Este esquema se ha demostrado exitoso. El resultado es la enorme abstención electoral y un desinterés general de la población por la actividad política, donde es incapaz de ver resultados concretos para sus necesidades. Además, la oposición se mantiene dividida entre grupos que prefieren aceptar su posición subordinada para obtener algún recurso y reconocimiento del Estado, y otros, que a falta de mecanismos institucionales parecen esperar por la intervención de otros países para mudar la correlación de fuerzas. El escenario es de paralización política total.
Entre los 80 y 90 en Venezuela se criticaba la democracia de “cogollos” (las oligarquías de los partidos), hoy el país tiene una dictadura “latifundista”, basada económicamente en su control improductivo del territorio y políticamente en la represión y distribución de premios entre los “peones”.

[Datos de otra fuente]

//! Pluggable file access for key loading

use std::{
    collections::HashMap,
    io,
    path::{Path, PathBuf},
};

/// A source of file contents
pub trait FileSystem {
    /// Reads the entire contents of the file at `path`
    ///
    /// # Errors
    ///
    /// Returns an error if the file cannot be read.
    fn read(&self, path: &Path) -> io::Result<Vec<u8>>;
}

impl<T: FileSystem + ?Sized> FileSystem for &'_ T {
    #[inline]
    fn read(&self, path: &Path) -> io::Result<Vec<u8>> {
        T::read(&**self, path)
    }
}

/// The operating system's file system
#[derive(Clone, Copy, Debug, Default, PartialEq, Eq)]
pub struct OsFileSystem;

impl FileSystem for OsFileSystem {
    #[inline]
    fn read(&self, path: &Path) -> io::Result<Vec<u8>> {
        std::fs::read(path)
    }
}

/// An in-memory file system, primarily for tests
#[derive(Clone, Debug, Default)]
#[must_use]
pub struct MemoryFileSystem {
    files: HashMap<PathBuf, Vec<u8>>,
}

impl MemoryFileSystem {
    /// An empty file system
    pub fn new() -> Self {
        Self::default()
    }

    /// Adds a file
    pub fn with_file(mut self, path: impl Into<PathBuf>, contents: impl Into<Vec<u8>>) -> Self {
        self.insert(path, contents);
        self
    }

    /// Adds or replaces a file
    pub fn insert(&mut self, path: impl Into<PathBuf>, contents: impl Into<Vec<u8>>) {
        self.files.insert(path.into(), contents.into());
    }
}

impl FileSystem for MemoryFileSystem {
    fn read(&self, path: &Path) -> io::Result<Vec<u8>> {
        self.files.get(path).cloned().ok_or_else(|| {
            io::Error::new(
                io::ErrorKind::NotFound,
                format!("{} does not exist", path.display()),
            )
        })
    }
}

La oposición democrática no enfrenta únicamente el reto de canalizar demandas sociales fragmentadas: enfrenta un marco legal punitivo diseñado para impedir su consolidación. En lugar de fortalecerse con la experiencia electoral, los partidos opositores son desarticulados una y otra vez mediante decisiones administrativas que no responden a ningún tipo de criterio jurídico.
Frente a esta realidad, los partidos venezolanos enfrentan una tarea monumental: reinventarse en condiciones de clandestinidad, represión y control institucional absoluto. Los llamados “partidos de masas” son efectivos en contextos democráticos, con acceso libre a medios de comunicación masivos y reglas estables. Pero sus estructuras organizativas y sus ideologías difusas, son poco eficaces cuando sufren la persecución y el acoso institucional permanente.
Aunque resulte difícil, solo volviendo a sus raíces sociales, reconstruyendo vínculos orgánicos con la ciudadanía y apostando por formas creativas de organización y resistencia, podrán preservar el papel fundamental que tienen en toda democracia: ser canales legítimos y eficaces de representación política. Aunque contraintuitivo, los partidos políticos deben dejar de medir su éxito en resultados electorales y comenzar a comprenderlos en términos de capacidad de organización y cuadros comprometidos.
Esto no solo es vital para sostener la resistencia democrática en el presente. En un eventual escenario de transición política, el desenlace será verdaderamente democrático solo si existen partidos fuertes, con legitimidad social y capacidad organizativa, que puedan encauzar el proceso y evitar que la salida derive en un nuevo desorden o en fórmulas igualmente autoritarias.
En un sistema donde las elecciones ya no son mecanismos de alternancia, sino de consolidación autoritaria, el mayor desafío es resistir siendo partido, cuando todo está diseñado para impedirlo.